ESJ58 一般講演(ポスタ-発表) P2-140
*佐々木晶子,中坪孝之(広島大・院・生物圏)
河川中流域の河畔域では、しばしば山地森林に匹敵する生産量を持つ植物群落が成立し、多くのリタ-が供給され、(第48回日本生態学会大会)、それらが緩やかに分解されていく(第52回日本生態学会大会)。そして河畔域に貯留されたリタ-は、ひとたび大規模な出水がおきると下流へ流出すると予想される。そこで本研究では、河川中流域からの潜在的なリタ-流出量を推定するとともに、河川の出水パタ-ンが流出量に与える影響を明らかにする目的で、植物群落から河川へのリタ-流出モデルを作成し、10年間の有機物動態についてシミュレ-ションを行った。

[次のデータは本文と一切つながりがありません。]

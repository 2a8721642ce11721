//! Per-connection request loop.
//!
//! Each accepted connection is served by one task running
//! [`serve_connection`]: read a line, answer it, repeat. The loop owns its
//! stream halves and only borrows the shared registry, so nothing it does can
//! reach another connection.

use std::time::Duration;

use tokio::io::{AsyncRead, AsyncWrite};
use tracing::debug;

use super::ServerStats;
use crate::codec::{LineBuffer, LineReader, LineWriter};
use crate::error::{CalcError, Result};
use crate::ops::OperationRegistry;
use crate::protocol::{handle_line, InvalidRequest, Response};

/// Limits applied to every connection.
#[derive(Debug, Clone, Copy, PartialEq, Eq)]
pub struct ConnectionSettings {
    /// Close the connection after this long without a complete request, or
    /// when a response cannot be written for this long.
    pub idle_timeout: Option<Duration>,
    /// Longest accepted request line.
    pub max_line_length: usize,
    /// Requests answered before the connection is refused further service.
    pub max_requests: Option<u64>,
}

/// `ERROR` payload sent once a connection has used up its request allowance.
pub const REQUEST_LIMIT_MESSAGE: &str = "Too many requests - connection limit reached";

/// Serve requests until the peer closes the connection.
///
/// Returns the number of requests answered.
///
/// # Errors
///
/// - [`CalcError::Timeout`] when the idle timeout expires, waiting for a
///   request or for the peer to take a response
/// - [`CalcError::RequestLimit`] after answering `max_requests` requests; the
///   next request gets an `ERROR` reply before the connection closes
/// - [`CalcError::ConnectionClosed`] if the peer closed mid-line
/// - [`CalcError::LineTooLong`] or [`CalcError::Io`] on a broken stream
///
/// Protocol and math errors are answered on the wire and never end the loop.
pub async fn serve_connection<R, W>(
    reader: R,
    writer: W,
    registry: &OperationRegistry,
    settings: &ConnectionSettings,
    stats: &ServerStats,
) -> Result<u64>
where
    R: AsyncRead + Unpin,
    W: AsyncWrite + Unpin,
{
    let mut lines =
        LineReader::with_buffer(reader, LineBuffer::with_max_line_length(settings.max_line_length));
    let mut out = LineWriter::new(writer);
    let mut served = 0u64;

    loop {
        let next = match settings.idle_timeout {
            Some(limit) => tokio::time::timeout(limit, lines.read_line())
                .await
                .map_err(|_| CalcError::Timeout(limit))?,
            None => lines.read_line().await,
        };

        if let (Ok(Some(_)) | Err(CalcError::InvalidUtf8), Some(limit)) =
            (&next, settings.max_requests)
        {
            if served >= limit {
                let refusal = Response::refusal(REQUEST_LIMIT_MESSAGE);
                write_response(&mut out, &refusal, settings.idle_timeout).await?;
                return Err(CalcError::RequestLimit(limit));
            }
        }

        let response = match next {
            Ok(Some(line)) => {
                let response = handle_line(registry, &line);
                debug!(request = %line, response = %response, "Handled request");
                response
            }
            Ok(None) => return Ok(served),
            Err(CalcError::InvalidUtf8) => Response::invalid(&InvalidRequest::NotUtf8),
            Err(e) => return Err(e),
        };

        served += 1;
        stats.request_handled();
        write_response(&mut out, &response, settings.idle_timeout).await?;
    }
}

/// Write one response, giving up if the peer stops reading for `timeout`.
async fn write_response<W>(
    out: &mut LineWriter<W>,
    response: &Response,
    timeout: Option<Duration>,
) -> Result<()>
where
    W: AsyncWrite + Unpin,
{
    let line = response.encode();
    match timeout {
        Some(limit) => tokio::time::timeout(limit, out.write_line(&line))
            .await
            .map_err(|_| CalcError::Timeout(limit))?,
        None => out.write_line(&line).await,
    }
}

モデルでは、毎年起きる小規模出水によって林床から河川水中へのリタ-の移動が起こり、数年に一度生じる大規模出水によって、群落周辺(林床と水中)に貯留されていたリタ-が全て下流域へ流出するというパタ-ンを想定した。出水の規模と頻度の違いを考慮し、西日本の河川中流域における代表的な河畔植生であるネコヤナギ(Salix gracilistyla)群落を対象としてシミュレ-ションを行った。その結果、小規模出水の規模の違いは潜在的リタ-流出量には大きく寄与しない一方、大規模出水の頻度によっては、下流への潜在的リタ-流出量が毎秋のリタ-供給量の15?80%の間で変動することが明らかになった。以上のことから、河川中流域の植物群落が下流域への潜在的な有機物供給源となりえる可能性を持つと同時に、下流へのリタ-流出量は大規模増水の頻度によって大きく異なることが示された。